• _DATA RECORDS_

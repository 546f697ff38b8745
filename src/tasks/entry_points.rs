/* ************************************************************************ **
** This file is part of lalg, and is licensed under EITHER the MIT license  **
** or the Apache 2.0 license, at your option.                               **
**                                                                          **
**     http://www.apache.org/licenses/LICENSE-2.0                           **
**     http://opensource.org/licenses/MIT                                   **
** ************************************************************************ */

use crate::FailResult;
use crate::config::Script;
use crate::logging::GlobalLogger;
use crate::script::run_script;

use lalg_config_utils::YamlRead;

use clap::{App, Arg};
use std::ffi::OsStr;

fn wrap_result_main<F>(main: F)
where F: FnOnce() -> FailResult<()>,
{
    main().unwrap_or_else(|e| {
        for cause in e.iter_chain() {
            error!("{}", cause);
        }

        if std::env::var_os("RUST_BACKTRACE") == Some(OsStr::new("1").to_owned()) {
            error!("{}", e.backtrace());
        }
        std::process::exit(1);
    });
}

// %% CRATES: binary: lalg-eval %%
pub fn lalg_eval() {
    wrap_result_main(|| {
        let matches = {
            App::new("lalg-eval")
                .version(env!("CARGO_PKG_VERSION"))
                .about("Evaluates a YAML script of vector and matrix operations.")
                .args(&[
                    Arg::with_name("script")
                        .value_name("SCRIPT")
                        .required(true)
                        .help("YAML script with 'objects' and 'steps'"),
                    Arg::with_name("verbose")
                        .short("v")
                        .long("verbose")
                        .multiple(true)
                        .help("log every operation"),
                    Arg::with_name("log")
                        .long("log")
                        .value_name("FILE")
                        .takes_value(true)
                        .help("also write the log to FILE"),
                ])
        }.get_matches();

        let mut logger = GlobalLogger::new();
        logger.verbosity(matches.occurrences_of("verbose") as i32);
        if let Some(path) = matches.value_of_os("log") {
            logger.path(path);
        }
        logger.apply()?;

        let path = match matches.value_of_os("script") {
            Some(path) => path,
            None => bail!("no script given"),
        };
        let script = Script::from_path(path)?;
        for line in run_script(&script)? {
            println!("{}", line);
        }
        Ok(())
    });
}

* * *

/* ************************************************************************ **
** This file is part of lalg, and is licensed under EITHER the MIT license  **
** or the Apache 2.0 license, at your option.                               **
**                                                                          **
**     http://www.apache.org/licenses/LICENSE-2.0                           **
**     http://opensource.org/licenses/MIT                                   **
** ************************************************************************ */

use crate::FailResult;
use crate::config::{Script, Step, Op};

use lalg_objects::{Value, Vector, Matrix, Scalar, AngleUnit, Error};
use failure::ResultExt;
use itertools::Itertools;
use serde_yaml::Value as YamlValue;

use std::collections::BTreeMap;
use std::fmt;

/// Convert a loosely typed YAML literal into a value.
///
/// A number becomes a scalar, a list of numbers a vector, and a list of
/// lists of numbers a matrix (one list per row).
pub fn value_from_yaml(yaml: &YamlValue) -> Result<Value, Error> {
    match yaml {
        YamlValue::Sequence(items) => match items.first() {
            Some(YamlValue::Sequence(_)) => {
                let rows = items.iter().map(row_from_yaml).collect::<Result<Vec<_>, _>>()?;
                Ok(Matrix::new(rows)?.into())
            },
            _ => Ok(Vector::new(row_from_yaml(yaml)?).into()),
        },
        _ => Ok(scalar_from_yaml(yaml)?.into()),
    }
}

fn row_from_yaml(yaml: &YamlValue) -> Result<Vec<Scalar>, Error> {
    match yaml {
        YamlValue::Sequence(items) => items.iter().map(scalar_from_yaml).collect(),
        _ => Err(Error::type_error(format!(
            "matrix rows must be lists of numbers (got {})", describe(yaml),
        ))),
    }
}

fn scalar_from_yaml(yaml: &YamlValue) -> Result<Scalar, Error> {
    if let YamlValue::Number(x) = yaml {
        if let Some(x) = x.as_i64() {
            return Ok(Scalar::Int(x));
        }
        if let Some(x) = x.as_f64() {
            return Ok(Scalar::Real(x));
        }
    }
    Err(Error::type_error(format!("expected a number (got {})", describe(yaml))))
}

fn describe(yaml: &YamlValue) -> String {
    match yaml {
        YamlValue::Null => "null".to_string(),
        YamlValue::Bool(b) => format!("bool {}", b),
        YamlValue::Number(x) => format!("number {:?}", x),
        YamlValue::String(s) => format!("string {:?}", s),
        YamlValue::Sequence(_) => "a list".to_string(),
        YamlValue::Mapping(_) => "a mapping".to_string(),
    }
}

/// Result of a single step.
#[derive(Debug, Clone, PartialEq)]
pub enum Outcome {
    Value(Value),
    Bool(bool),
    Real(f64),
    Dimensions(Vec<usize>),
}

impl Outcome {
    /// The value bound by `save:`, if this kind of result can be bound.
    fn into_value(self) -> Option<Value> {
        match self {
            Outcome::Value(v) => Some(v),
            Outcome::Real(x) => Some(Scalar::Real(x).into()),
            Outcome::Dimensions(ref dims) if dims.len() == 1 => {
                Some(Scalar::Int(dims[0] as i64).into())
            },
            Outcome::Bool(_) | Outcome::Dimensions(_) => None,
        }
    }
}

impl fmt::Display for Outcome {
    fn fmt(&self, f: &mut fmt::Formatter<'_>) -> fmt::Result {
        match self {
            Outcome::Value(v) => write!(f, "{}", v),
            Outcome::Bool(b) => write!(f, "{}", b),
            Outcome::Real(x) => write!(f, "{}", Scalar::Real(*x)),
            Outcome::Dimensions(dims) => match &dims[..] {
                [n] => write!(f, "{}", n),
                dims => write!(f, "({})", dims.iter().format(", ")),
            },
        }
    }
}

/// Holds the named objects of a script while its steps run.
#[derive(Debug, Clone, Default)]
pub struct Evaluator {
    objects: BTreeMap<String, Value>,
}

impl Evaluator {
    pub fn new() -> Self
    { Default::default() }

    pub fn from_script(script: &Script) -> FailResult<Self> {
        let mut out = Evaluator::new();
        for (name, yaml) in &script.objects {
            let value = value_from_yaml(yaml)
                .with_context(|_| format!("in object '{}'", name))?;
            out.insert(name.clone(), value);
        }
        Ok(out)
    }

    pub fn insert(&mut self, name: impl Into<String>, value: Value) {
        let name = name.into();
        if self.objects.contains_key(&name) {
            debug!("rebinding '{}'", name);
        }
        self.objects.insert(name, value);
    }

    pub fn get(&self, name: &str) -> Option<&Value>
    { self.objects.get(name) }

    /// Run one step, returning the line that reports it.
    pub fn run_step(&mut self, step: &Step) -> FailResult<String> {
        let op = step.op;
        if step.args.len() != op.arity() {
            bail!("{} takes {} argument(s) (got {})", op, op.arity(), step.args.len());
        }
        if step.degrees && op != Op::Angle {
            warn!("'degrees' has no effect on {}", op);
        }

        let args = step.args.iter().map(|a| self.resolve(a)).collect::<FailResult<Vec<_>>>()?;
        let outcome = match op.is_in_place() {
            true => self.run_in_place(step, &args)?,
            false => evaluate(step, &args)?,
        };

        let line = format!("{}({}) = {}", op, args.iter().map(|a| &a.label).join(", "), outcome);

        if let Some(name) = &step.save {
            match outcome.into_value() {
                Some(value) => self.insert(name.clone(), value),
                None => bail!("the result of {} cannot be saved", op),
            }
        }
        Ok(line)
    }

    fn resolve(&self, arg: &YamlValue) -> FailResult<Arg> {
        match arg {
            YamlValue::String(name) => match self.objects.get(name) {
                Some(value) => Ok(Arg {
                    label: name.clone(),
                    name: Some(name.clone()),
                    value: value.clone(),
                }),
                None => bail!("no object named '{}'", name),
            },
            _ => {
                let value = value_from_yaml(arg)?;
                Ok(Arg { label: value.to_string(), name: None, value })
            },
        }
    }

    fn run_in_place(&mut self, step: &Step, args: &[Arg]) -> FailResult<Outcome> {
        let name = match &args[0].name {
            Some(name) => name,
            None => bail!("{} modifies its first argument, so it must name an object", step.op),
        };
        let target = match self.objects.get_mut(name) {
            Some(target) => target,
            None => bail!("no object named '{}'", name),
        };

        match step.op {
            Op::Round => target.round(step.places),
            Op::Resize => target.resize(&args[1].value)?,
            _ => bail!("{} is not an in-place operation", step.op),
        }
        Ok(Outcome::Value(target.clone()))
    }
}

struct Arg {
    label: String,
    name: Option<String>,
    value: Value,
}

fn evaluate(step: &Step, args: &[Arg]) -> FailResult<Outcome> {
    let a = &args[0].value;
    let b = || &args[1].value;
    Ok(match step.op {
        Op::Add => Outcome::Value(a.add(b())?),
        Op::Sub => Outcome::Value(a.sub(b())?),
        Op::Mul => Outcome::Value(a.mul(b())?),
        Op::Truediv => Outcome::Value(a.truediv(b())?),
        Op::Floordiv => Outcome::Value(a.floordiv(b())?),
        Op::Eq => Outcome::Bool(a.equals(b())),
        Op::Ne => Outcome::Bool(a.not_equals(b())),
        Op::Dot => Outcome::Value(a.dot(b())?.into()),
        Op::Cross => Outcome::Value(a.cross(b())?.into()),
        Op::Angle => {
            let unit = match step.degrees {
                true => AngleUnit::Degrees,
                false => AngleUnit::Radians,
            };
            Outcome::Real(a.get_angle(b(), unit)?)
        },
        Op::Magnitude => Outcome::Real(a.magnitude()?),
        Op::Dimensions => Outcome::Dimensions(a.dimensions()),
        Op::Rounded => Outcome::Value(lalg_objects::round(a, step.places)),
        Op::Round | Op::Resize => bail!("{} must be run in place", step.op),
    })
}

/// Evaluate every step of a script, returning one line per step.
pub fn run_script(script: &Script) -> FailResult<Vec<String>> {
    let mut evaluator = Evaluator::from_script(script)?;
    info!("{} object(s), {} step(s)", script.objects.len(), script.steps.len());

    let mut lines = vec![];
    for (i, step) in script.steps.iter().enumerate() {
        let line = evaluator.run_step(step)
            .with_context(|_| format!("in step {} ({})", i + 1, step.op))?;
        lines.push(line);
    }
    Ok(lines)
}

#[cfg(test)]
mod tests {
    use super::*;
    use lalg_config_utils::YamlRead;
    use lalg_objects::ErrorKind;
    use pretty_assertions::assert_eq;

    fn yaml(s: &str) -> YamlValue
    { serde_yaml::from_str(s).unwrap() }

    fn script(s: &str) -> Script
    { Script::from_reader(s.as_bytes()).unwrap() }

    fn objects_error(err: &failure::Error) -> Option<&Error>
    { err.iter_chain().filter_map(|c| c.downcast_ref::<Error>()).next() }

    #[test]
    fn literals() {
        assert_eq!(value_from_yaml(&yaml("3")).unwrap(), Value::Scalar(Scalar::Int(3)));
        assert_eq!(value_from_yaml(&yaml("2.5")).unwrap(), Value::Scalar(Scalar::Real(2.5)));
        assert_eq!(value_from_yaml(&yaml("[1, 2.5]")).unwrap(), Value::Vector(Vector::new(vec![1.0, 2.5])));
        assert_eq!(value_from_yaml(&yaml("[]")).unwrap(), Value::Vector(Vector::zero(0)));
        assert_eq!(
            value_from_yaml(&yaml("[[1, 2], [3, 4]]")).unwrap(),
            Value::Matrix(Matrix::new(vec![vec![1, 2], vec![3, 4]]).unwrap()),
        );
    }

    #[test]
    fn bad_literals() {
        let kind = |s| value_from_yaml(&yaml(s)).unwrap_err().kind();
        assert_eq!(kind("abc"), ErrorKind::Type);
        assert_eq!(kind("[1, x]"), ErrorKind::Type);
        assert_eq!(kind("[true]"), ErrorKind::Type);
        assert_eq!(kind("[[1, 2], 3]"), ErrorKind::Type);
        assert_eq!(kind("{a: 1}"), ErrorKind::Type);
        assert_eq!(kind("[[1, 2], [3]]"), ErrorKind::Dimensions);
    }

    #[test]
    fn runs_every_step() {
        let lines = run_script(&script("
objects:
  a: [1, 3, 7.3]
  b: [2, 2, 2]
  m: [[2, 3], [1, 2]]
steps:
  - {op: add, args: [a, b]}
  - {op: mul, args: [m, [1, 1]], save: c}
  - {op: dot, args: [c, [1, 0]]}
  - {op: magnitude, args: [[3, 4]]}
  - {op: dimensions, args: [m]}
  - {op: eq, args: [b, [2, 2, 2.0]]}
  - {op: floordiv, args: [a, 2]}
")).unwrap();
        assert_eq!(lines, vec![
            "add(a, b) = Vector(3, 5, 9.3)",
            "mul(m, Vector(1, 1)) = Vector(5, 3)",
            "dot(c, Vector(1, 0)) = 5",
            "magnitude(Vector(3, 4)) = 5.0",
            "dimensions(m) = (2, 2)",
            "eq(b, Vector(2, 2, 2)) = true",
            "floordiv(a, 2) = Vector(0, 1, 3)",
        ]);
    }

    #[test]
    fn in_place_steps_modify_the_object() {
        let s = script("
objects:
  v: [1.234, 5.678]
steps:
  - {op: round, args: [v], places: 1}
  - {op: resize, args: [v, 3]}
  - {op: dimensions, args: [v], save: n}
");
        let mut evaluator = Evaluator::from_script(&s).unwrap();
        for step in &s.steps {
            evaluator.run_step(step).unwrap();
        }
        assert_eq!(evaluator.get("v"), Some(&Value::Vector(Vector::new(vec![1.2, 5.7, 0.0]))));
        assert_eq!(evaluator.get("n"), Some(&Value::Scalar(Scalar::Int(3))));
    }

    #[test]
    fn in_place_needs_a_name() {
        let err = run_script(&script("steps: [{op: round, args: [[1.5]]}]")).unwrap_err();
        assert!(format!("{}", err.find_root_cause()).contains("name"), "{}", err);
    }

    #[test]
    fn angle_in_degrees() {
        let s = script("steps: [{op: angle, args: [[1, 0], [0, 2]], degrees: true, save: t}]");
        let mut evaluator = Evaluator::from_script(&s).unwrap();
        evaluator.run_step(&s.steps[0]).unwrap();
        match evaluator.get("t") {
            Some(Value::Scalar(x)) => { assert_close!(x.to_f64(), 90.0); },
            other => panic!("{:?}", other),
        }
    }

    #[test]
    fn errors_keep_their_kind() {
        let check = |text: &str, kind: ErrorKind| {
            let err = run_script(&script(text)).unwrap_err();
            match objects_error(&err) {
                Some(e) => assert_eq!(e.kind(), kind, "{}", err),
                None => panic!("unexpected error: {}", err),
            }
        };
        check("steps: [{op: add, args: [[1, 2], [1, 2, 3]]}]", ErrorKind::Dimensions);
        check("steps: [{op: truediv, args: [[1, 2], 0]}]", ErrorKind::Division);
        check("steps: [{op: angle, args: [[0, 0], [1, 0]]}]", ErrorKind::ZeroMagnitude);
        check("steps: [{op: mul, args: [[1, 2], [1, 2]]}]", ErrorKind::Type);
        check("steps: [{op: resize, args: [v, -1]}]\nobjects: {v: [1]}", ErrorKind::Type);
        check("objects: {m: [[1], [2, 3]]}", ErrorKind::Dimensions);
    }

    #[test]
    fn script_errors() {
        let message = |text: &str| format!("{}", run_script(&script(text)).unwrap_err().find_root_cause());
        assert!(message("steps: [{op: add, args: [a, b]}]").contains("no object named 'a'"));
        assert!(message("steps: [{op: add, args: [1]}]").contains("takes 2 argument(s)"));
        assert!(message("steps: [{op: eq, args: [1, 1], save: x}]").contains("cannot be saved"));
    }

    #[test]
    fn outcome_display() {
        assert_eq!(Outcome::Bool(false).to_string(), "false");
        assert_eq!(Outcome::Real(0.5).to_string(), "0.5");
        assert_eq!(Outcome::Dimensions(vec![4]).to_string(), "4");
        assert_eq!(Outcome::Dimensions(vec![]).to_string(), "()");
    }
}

• _PROBLEM STATEMENT_
Considering the records above, count the lines where the string "write" occurs and return that number alone.

• _ANSWER FOR THE TASK_
6